# Exercise input:
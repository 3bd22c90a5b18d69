//! Session state machine: phases, command dispatch, turn and win logic.
//!
//! This module owns no I/O. The server loop feeds it one raw line at a
//! time and sends back whatever replies a step produced, which keeps the
//! whole protocol drivable from plain synchronous tests.

use log::{info, warn};

use crate::board::Board;
use crate::catalog::{ShipCatalog, CATALOG};
use crate::codec::{parse_line, Command, Reply};
use crate::config::{MAX_BOARD, MIN_BOARD, PIECE_COUNT};
use crate::placement::{place_fleet, PiecePlacement, PlacementError};
use crate::shot::{resolve_shot, ShotError};

/// Wire error codes, grouped by hundreds: invalid command per phase,
/// argument errors, placement errors, shot errors.
pub mod codes {
    pub const INVALID_COMMAND_SETUP: u16 = 100;
    pub const INVALID_COMMAND_PLACEMENT: u16 = 101;
    pub const INVALID_COMMAND_BATTLE: u16 = 102;
    pub const INVALID_SETUP_PARAMETERS: u16 = 200;
    pub const INVALID_PLACEMENT_ARGUMENTS: u16 = 201;
    pub const SHAPE_OUT_OF_RANGE: u16 = 300;
    pub const ROTATION_OUT_OF_RANGE: u16 = 301;
    pub const POSITION_OUT_OF_BOARD: u16 = 302;
    pub const OVERLAP: u16 = 303;
    pub const SHOT_OUT_OF_BOUNDS: u16 = 400;
    pub const ALREADY_FIRED: u16 = 401;
    pub const INVALID_SHOT_ARGUMENTS: u16 = 402;
}

fn placement_code(err: PlacementError) -> u16 {
    match err {
        PlacementError::ShapeOutOfRange => codes::SHAPE_OUT_OF_RANGE,
        PlacementError::RotationOutOfRange => codes::ROTATION_OUT_OF_RANGE,
        // a shape hanging off the grid reports the same code as a bad
        // anchor coordinate
        PlacementError::PositionOutOfBoard | PlacementError::DoesNotFit => {
            codes::POSITION_OUT_OF_BOARD
        }
        PlacementError::Overlap => codes::OVERLAP,
    }
}

fn shot_code(err: ShotError) -> u16 {
    match err {
        ShotError::OutOfBounds => codes::SHOT_OUT_OF_BOUNDS,
        ShotError::AlreadyFired => codes::ALREADY_FIRED,
    }
}

/// One of the two connected players.
#[derive(Debug, Clone, Copy, PartialEq, Eq)]
pub enum PlayerId {
    One,
    Two,
}

impl PlayerId {
    pub fn index(self) -> usize {
        match self {
            PlayerId::One => 0,
            PlayerId::Two => 1,
        }
    }

    pub fn opponent(self) -> PlayerId {
        match self {
            PlayerId::One => PlayerId::Two,
            PlayerId::Two => PlayerId::One,
        }
    }

    /// Human-facing player number, 1 or 2.
    pub fn number(self) -> u8 {
        self.index() as u8 + 1
    }
}

/// Per-player lifecycle. `Ready` is "fleet placed, waiting for the
/// opponent to finish"; both sides flip to `Battle` together.
#[derive(Debug, Clone, Copy, PartialEq, Eq)]
pub enum Phase {
    Setup,
    Placement,
    Ready,
    Battle,
    Terminated,
}

/// What one handled line produced: zero or more replies (each addressed
/// to a player) and whether the line consumed the sender's turn.
#[derive(Debug)]
pub struct Step {
    pub replies: Vec<(PlayerId, Reply)>,
    pub consumes_turn: bool,
}

impl Step {
    fn reply(player: PlayerId, reply: Reply) -> Self {
        Step {
            replies: vec![(player, reply)],
            consumes_turn: false,
        }
    }

    fn error(player: PlayerId, code: u16) -> Self {
        Step::reply(player, Reply::Error(code))
    }

    fn consuming(mut self) -> Self {
        self.consumes_turn = true;
        self
    }
}

/// A full game between two players: both boards, both phases, and the
/// agreed dimensions. Boards exist once player 1 has declared a size.
pub struct GameSession {
    catalog: &'static ShipCatalog,
    boards: Option<[Board; 2]>,
    phases: [Phase; 2],
    winner: Option<PlayerId>,
}

impl Default for GameSession {
    fn default() -> Self {
        Self::new()
    }
}

impl GameSession {
    pub fn new() -> Self {
        Self {
            catalog: &CATALOG,
            boards: None,
            phases: [Phase::Setup, Phase::Setup],
            winner: None,
        }
    }

    pub fn phase(&self, player: PlayerId) -> Phase {
        self.phases[player.index()]
    }

    /// The winning player, once a win or forfeit has been resolved.
    pub fn winner(&self) -> Option<PlayerId> {
        self.winner
    }

    /// True once both sides have terminated; the session is then dead.
    pub fn is_over(&self) -> bool {
        self.phases == [Phase::Terminated, Phase::Terminated]
    }

    /// The peer closed its connection: terminal for that side only.
    pub fn handle_disconnect(&mut self, player: PlayerId) {
        info!("player {} disconnected", player.number());
        self.phases[player.index()] = Phase::Terminated;
    }

    /// Interpret one raw line from `player` against its current phase.
    pub fn handle_line(&mut self, player: PlayerId, line: &str) -> Step {
        let phase = self.phase(player);
        info!(
            "player {} ({:?}): {:?}",
            player.number(),
            phase,
            line.trim_end()
        );

        let Some(command) = parse_line(line) else {
            return Step::error(player, Self::invalid_command_code(phase));
        };

        if command.letter == 'F' && phase != Phase::Terminated {
            return self.forfeit(player);
        }

        match phase {
            Phase::Setup => self.handle_setup(player, &command),
            Phase::Placement => self.handle_placement(player, &command),
            // placed, waiting for the opponent; nothing else is legal yet
            Phase::Ready => Step::error(player, codes::INVALID_COMMAND_BATTLE),
            Phase::Battle => self.handle_battle(player, &command),
            // a finished session rejects every further game command
            Phase::Terminated => Step::error(player, codes::INVALID_COMMAND_BATTLE),
        }
    }

    fn invalid_command_code(phase: Phase) -> u16 {
        match phase {
            Phase::Setup => codes::INVALID_COMMAND_SETUP,
            Phase::Placement => codes::INVALID_COMMAND_PLACEMENT,
            _ => codes::INVALID_COMMAND_BATTLE,
        }
    }

    /// Forfeit is honored in any live phase: loss notice to the
    /// forfeiting player, win notice to the opponent, both terminated.
    fn forfeit(&mut self, player: PlayerId) -> Step {
        info!("player {} forfeits", player.number());
        self.phases = [Phase::Terminated, Phase::Terminated];
        self.winner = Some(player.opponent());
        Step {
            replies: vec![
                (player, Reply::GameOver { won: false }),
                (player.opponent(), Reply::GameOver { won: true }),
            ],
            consumes_turn: true,
        }
    }

    fn handle_setup(&mut self, player: PlayerId, command: &Command) -> Step {
        if command.letter != 'B' {
            warn!(
                "player {}: expected size declaration, got {:?}",
                player.number(),
                command.letter
            );
            return Step::error(player, codes::INVALID_COMMAND_SETUP);
        }

        match player {
            PlayerId::One => {
                let &[width, height] = command.args.as_slice() else {
                    return Step::error(player, codes::INVALID_SETUP_PARAMETERS);
                };
                if width < MIN_BOARD
                    || height < MIN_BOARD
                    || width > MAX_BOARD as u32
                    || height > MAX_BOARD as u32
                {
                    return Step::error(player, codes::INVALID_SETUP_PARAMETERS);
                }
                info!("board will be {} by {}", width, height);
                self.boards = Some([
                    Board::new(width as usize, height as usize),
                    Board::new(width as usize, height as usize),
                ]);
                self.phases[player.index()] = Phase::Placement;
                Step::reply(player, Reply::Ack).consuming()
            }
            PlayerId::Two => {
                // bare acknowledgement, and only once a size exists
                if !command.args.is_empty() || self.boards.is_none() {
                    return Step::error(player, codes::INVALID_SETUP_PARAMETERS);
                }
                info!("player 2 is ready, starting placement");
                self.phases[player.index()] = Phase::Placement;
                Step::reply(player, Reply::Ack).consuming()
            }
        }
    }

    fn handle_placement(&mut self, player: PlayerId, command: &Command) -> Step {
        if command.letter != 'I' {
            warn!(
                "player {}: expected placement, got {:?}",
                player.number(),
                command.letter
            );
            return Step::error(player, codes::INVALID_COMMAND_PLACEMENT);
        }
        if command.args.len() != PIECE_COUNT * 4 {
            return Step::error(player, codes::INVALID_PLACEMENT_ARGUMENTS);
        }
        let Some(boards) = self.boards.as_mut() else {
            return Step::error(player, codes::INVALID_PLACEMENT_ARGUMENTS);
        };

        let pieces = PiecePlacement::from_args(&command.args);
        match place_fleet(&mut boards[player.index()], self.catalog, &pieces) {
            Ok(()) => {
                info!("player {} placed their fleet", player.number());
                self.phases[player.index()] = Phase::Ready;
                if self.phases[player.opponent().index()] == Phase::Ready {
                    info!("both fleets placed, battle begins");
                    self.phases = [Phase::Battle, Phase::Battle];
                }
                Step::reply(player, Reply::Ack).consuming()
            }
            Err(err) => {
                warn!("player {} placement rejected: {}", player.number(), err);
                Step::error(player, placement_code(err))
            }
        }
    }

    fn handle_battle(&mut self, player: PlayerId, command: &Command) -> Step {
        let Some(boards) = self.boards.as_mut() else {
            return Step::error(player, codes::INVALID_COMMAND_BATTLE);
        };
        match command.letter {
            'Q' => {
                if !command.args.is_empty() {
                    return Step::error(player, codes::INVALID_COMMAND_BATTLE);
                }
                // the player's view of the opponent board: fired cells only
                let target = &boards[player.opponent().index()];
                Step::reply(
                    player,
                    Reply::QueryResult {
                        remaining: target.ships_remaining(),
                        cells: target.fired_cells(),
                    },
                )
            }
            'S' => {
                let &[col, row] = command.args.as_slice() else {
                    return Step::error(player, codes::INVALID_SHOT_ARGUMENTS);
                };
                let target = &mut boards[player.opponent().index()];
                match resolve_shot(target, col, row) {
                    Ok(outcome) => {
                        let mut step = Step::reply(
                            player,
                            Reply::ShotResult {
                                remaining: outcome.remaining,
                                mark: outcome.mark,
                            },
                        )
                        .consuming();
                        if outcome.sunk {
                            info!(
                                "player {} sank a ship, {} remaining",
                                player.number(),
                                outcome.remaining
                            );
                        }
                        if outcome.remaining == 0 {
                            info!("player {} wins", player.number());
                            self.phases = [Phase::Terminated, Phase::Terminated];
                            self.winner = Some(player);
                            step.replies.push((player, Reply::GameOver { won: true }));
                            step.replies
                                .push((player.opponent(), Reply::GameOver { won: false }));
                        }
                        step
                    }
                    Err(err) => {
                        warn!("player {} shot rejected: {}", player.number(), err);
                        Step::error(player, shot_code(err))
                    }
                }
            }
            other => {
                warn!(
                    "player {}: unexpected command {:?} during battle",
                    player.number(),
                    other
                );
                Step::error(player, codes::INVALID_COMMAND_BATTLE)
            }
        }
    }
}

# Work item:
Please state how many lines of the material above include the word "struct"; the number is the whole answer.

# Finished exercise:
2